• What is required:
From the entries that follow, report every line in which "SearchResults" occurs.

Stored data
▶
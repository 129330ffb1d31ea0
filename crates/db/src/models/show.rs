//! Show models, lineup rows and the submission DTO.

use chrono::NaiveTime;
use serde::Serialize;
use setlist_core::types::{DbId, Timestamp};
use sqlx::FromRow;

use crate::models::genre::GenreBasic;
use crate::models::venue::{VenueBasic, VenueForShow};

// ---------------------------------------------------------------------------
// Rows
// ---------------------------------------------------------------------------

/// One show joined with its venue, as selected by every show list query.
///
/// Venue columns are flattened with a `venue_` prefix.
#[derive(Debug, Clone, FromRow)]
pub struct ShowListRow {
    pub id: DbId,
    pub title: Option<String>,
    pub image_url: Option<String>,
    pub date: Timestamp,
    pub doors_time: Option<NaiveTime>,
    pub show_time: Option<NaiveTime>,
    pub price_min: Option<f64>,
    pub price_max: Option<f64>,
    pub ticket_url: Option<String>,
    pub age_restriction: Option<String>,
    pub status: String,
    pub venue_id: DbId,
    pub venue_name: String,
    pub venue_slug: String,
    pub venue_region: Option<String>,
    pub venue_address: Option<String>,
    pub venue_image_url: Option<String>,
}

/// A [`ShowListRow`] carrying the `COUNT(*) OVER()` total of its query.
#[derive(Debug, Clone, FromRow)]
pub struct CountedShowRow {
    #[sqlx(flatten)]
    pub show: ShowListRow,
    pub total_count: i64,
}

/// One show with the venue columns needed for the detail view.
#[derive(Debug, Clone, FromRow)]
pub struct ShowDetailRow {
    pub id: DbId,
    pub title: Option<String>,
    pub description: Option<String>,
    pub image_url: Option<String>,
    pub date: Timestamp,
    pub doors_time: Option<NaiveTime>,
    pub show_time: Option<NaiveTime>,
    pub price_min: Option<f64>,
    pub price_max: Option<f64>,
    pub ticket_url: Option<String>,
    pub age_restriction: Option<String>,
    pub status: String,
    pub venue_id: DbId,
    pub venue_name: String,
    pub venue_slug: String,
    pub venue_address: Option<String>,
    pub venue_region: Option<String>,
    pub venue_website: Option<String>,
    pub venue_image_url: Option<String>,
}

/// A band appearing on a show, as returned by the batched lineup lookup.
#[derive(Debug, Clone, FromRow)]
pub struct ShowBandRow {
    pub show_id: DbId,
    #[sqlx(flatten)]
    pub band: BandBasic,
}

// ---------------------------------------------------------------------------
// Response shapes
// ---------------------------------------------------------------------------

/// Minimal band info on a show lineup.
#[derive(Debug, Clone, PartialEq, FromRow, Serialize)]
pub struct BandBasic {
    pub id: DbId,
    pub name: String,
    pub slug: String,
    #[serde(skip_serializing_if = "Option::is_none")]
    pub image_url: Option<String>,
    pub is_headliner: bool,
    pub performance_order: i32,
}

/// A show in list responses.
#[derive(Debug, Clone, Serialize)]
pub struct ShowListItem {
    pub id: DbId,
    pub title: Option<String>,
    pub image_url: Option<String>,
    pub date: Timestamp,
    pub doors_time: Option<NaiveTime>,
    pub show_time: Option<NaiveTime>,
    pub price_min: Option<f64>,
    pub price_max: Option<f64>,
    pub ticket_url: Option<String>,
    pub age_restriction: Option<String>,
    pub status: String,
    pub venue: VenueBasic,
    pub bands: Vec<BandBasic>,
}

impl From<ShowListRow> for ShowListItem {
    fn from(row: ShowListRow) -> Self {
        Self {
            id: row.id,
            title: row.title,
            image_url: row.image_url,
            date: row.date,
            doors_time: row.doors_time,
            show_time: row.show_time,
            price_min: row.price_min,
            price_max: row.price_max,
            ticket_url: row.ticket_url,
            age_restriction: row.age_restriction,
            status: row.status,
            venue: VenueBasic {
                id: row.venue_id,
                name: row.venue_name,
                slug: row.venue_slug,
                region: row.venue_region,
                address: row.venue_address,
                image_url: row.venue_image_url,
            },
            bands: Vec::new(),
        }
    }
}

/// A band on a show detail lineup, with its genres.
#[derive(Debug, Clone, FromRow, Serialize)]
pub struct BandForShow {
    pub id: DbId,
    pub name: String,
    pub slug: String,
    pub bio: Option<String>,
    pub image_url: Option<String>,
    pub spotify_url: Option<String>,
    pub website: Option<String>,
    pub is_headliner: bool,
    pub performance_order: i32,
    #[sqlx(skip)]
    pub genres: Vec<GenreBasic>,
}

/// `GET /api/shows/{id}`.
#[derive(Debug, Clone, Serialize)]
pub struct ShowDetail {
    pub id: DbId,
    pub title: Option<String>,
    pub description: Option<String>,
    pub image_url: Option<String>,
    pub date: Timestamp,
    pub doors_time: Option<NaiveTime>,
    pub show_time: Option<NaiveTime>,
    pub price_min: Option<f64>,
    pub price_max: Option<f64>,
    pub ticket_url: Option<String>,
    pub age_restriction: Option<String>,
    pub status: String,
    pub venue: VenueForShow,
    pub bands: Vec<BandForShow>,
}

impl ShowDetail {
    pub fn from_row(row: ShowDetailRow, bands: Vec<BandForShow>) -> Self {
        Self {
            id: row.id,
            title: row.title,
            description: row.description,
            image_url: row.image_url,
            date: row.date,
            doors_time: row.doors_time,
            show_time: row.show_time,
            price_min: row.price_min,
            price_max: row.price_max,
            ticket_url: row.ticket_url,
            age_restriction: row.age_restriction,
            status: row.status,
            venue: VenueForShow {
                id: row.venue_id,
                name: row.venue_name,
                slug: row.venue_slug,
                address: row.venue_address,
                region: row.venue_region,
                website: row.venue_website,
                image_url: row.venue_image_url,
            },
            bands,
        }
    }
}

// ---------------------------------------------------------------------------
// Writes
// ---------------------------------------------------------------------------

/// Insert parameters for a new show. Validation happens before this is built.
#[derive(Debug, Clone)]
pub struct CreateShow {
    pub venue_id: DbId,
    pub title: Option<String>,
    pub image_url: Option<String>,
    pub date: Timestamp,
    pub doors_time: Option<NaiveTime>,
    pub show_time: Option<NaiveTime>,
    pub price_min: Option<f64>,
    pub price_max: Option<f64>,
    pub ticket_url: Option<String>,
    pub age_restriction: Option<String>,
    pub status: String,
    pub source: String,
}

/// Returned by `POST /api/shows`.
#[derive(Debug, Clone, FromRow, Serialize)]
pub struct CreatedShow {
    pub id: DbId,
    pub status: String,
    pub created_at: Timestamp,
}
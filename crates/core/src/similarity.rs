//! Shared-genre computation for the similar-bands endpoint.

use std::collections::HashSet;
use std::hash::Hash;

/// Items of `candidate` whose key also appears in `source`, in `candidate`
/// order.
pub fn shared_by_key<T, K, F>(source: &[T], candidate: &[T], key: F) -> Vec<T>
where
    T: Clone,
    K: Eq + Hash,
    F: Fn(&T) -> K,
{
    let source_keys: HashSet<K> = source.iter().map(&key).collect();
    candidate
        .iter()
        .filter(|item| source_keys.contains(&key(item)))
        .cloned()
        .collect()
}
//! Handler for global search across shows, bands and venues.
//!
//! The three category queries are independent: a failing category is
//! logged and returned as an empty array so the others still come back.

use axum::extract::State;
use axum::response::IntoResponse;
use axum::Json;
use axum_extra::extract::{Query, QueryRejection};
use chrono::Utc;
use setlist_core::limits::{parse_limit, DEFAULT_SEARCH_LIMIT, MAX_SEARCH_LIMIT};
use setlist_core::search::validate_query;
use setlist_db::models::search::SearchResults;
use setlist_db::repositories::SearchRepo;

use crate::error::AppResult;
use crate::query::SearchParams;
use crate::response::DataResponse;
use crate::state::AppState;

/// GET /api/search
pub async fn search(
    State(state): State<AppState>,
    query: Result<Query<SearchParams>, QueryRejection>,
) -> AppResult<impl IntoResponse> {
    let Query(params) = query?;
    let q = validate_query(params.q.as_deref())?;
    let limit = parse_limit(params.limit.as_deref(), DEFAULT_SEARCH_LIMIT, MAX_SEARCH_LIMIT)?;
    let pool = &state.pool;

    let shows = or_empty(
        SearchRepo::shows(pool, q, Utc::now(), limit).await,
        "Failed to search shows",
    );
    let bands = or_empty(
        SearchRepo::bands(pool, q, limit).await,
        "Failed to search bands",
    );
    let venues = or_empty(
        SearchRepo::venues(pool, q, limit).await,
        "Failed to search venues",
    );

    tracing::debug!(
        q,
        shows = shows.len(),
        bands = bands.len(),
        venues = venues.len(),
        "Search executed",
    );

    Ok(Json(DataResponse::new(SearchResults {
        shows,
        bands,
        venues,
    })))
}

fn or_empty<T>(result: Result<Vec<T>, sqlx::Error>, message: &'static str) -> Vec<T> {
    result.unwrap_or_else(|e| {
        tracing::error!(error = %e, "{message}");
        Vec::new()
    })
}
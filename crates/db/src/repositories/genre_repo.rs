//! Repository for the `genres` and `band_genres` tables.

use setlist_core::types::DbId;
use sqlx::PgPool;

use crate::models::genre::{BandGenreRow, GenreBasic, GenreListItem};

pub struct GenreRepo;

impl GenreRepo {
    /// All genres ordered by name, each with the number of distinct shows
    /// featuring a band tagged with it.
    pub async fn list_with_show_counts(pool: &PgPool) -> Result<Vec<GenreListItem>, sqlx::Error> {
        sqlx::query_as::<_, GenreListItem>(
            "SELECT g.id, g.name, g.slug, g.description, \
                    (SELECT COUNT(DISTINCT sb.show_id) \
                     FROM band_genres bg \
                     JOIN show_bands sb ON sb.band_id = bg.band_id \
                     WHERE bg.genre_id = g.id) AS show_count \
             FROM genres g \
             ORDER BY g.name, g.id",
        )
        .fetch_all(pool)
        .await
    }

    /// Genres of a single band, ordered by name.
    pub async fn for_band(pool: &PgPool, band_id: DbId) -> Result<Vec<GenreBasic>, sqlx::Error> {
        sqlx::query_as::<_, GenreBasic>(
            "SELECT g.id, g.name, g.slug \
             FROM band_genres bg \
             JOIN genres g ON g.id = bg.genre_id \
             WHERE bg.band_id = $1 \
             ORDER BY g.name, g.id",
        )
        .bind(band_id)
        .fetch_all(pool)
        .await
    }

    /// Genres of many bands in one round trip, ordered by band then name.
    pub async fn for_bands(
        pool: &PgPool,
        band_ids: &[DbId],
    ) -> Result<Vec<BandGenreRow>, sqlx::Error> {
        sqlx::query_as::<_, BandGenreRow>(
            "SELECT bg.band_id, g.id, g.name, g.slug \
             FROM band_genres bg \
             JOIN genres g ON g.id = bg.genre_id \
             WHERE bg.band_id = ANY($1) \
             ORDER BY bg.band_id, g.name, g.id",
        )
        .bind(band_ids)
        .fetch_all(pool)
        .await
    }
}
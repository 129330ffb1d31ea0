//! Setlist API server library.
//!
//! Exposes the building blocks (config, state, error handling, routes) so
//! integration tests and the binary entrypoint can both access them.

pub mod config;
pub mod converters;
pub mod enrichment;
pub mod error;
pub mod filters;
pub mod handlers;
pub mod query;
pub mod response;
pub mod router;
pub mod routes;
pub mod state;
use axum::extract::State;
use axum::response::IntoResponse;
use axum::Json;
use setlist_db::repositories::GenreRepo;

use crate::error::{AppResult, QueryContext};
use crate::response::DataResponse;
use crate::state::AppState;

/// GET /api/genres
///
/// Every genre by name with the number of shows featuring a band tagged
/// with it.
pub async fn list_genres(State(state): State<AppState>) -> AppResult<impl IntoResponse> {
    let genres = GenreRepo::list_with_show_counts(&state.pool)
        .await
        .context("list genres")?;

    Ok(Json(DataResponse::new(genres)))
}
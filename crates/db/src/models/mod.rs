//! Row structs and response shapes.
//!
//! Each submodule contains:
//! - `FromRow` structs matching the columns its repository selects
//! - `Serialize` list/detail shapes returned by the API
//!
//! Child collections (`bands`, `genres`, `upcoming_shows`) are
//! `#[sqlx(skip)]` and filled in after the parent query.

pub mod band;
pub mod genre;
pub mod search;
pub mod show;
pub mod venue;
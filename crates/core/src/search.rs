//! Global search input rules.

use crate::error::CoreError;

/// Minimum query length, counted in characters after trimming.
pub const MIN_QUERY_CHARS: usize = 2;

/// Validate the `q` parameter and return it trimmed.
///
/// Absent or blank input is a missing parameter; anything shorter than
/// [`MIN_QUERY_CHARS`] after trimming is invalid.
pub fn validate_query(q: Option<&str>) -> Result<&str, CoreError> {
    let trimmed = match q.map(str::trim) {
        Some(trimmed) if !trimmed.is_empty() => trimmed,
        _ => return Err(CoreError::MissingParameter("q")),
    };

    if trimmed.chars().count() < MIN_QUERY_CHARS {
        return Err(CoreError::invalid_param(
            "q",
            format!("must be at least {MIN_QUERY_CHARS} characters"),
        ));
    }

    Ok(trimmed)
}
◀
• Worked solution:
use setlist_db::models::search::SearchResults;
    Ok(Json(DataResponse::new(SearchResults {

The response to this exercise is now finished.